At the outset, assuming that they are strangers to each other, the only thing commonly known between the speaker/writer and the listener/reader is language—how it works and the meanings that arise from the various combinations of its words. There is therefore no way for the listener/reader to know precisely what’s in the speaker’s/writer’s mind—in particular, whether a noun used is meant to be definite or indefinite—until he or she has written the statement to begin with.

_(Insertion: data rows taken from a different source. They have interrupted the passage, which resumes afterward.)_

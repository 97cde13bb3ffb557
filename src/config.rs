use std::env;
use std::net::{IpAddr, Ipv4Addr, SocketAddr};
use std::str::FromStr;
use std::time::Duration;
use crate::error::{AppError, Result};
use crate::llm::DEFAULT_BASE_URL;

#[derive(Debug, Clone)]
pub struct Config {
    pub server_addr: SocketAddr,
    pub api_key: String,
    pub openai_base_url: String,
    pub turnstile_secret: String,
    pub turnstile_hostname: Option<String>,
    pub rate_limit_interval: Duration,
    pub token_limit: usize,
    pub request_timeout: Duration,
}

impl Config {
    pub fn load() -> Result<Self> {
        // Load environment variables from .env file if it exists
        dotenv::dotenv().ok();

        Self::from_lookup(|key| env::var(key).ok())
    }

    pub fn from_lookup<F>(lookup: F) -> Result<Self>
    where
        F: Fn(&str) -> Option<String>,
    {
        let required = |key: &str| {
            lookup(key)
                .filter(|v| !v.is_empty())
                .ok_or_else(|| AppError::ConfigError(format!("{} must be set", key)))
        };

        let api_key = required("API_KEY")?;
        let turnstile_secret = required("TURNSTILE_SECRET")?;

        // Only listen publicly when explicitly opened up
        let open = parse_or(&lookup, "OPEN", false)?;
        let ip = if open { IpAddr::V4(Ipv4Addr::UNSPECIFIED) } else { IpAddr::V4(Ipv4Addr::LOCALHOST) };
        let port = parse_or::<u16, _>(&lookup, "PORT", 3000)?;

        Ok(Config {
            server_addr: SocketAddr::new(ip, port),
            api_key,
            openai_base_url: lookup("OPENAI_BASE_URL").unwrap_or_else(|| DEFAULT_BASE_URL.to_string()),
            turnstile_secret,
            turnstile_hostname: lookup("TURNSTILE_HOSTNAME").filter(|v| !v.is_empty()),
            rate_limit_interval: Duration::from_secs(parse_or(&lookup, "RATELIMIT_INTERVAL", 0)?),
            token_limit: parse_or(&lookup, "TOKEN_LIMIT", 0)?,
            request_timeout: Duration::from_secs(parse_or(&lookup, "REQUEST_TIMEOUT", 90)?),
        })
    }
}

fn parse_or<T, F>(lookup: &F, key: &str, default: T) -> Result<T>
where
    T: FromStr,
    T::Err: std::fmt::Display,
    F: Fn(&str) -> Option<String>,
{
    match lookup(key).filter(|v| !v.is_empty()) {
        Some(raw) => raw
            .parse()
            .map_err(|e| AppError::ConfigError(format!("Invalid {}: {}", key, e))),
        None => Ok(default),
    }
}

Now, when you tweet “I visited THE hot shopping spots in South Korea,” the reader on Twitter obviously will perceive you as someone who wants to make the impression of being extremely knowledgeable about the hot shopping spots in South Korea, having presumably visited all or most of them. It makes no difference whether your reader knows everything or doesn’t know anything about those hot shopping spots, or whether you are just making a tall claim to begin with. And there need not be any confusion or guessing about that declaration of yours, because it’s not as if you made that statement ex cathedra—not subject to clarification or challenge like a papal edict. In fact, if the Twitter reader (who just might happen to be a well-informed Seoul resident) is interested at all in your tweet, he or she will likely tweet back: “Precisely which shopping spots are those? And how do you know they are ‘hot’?” Then a real conversation starts on Twitter wherein you’ll be obliged to support your contention that you have indeed “visited THE hot shopping spots in South Korea.” Since it’s highly improbable that you’ve visited all or most of those ‘hot’ shopping spots, you’d likely be forced to scale down your claim to, say, “Well, I actually visited only four of them in Seoul and I thought they were ‘hot’ because there were so many people in them…” Then you may get a follow-up tweet like, say, “Which four did you actually visit? And how big was the crowd in each of them during your visit?” And the Twitter conversation continues until the reader and you have clarified and exhausted the subject to your mutual satisfaction.
My point in the rather elaborate explanation above, English Maiden, is that you really shouldn’t put too much store in a single sentence or two as the be-all and end-all of communicating an idea—which I’m afraid is the communication culture that Twitter inadvertently promotes. Because of the 140-word limit to each tweet, the tweeter is constrained to give an unwarranted sense of factuality or finality to every tweet he or she makes. In a real-world conversation, however, everything said is at best tentative, subject to being qualified or modified for greater accuracy in the course of the conversation. There’s much less pressure for the speaker to overstate or exaggerate with a strong declarative statement like “I visited THE hot shopping spots in South Korea”; more likely, the norm for that opening statement will be the more unprepossessing and modest “I visited hot shopping spots in South Korea”—without the “the.” After all, there will be lots of room to qualify the statement to a level of accuracy closer to the truth. This level of qualification, however, is something that’s difficult to achieve in a medium like Twitter, which I think is much more suited to brief announcements rather than to discussions of complex ideas.
This being the case, for modesty’s sake as well as for semantic correctness, I think it would be more appropriate not to use the article “the” at all in that sample tweet of yours. A bare-bones “I visited hot shopping spots in South Korea” or a qualified “I visited a few hot shopping spots in South Korea” definitely will be much more advisable.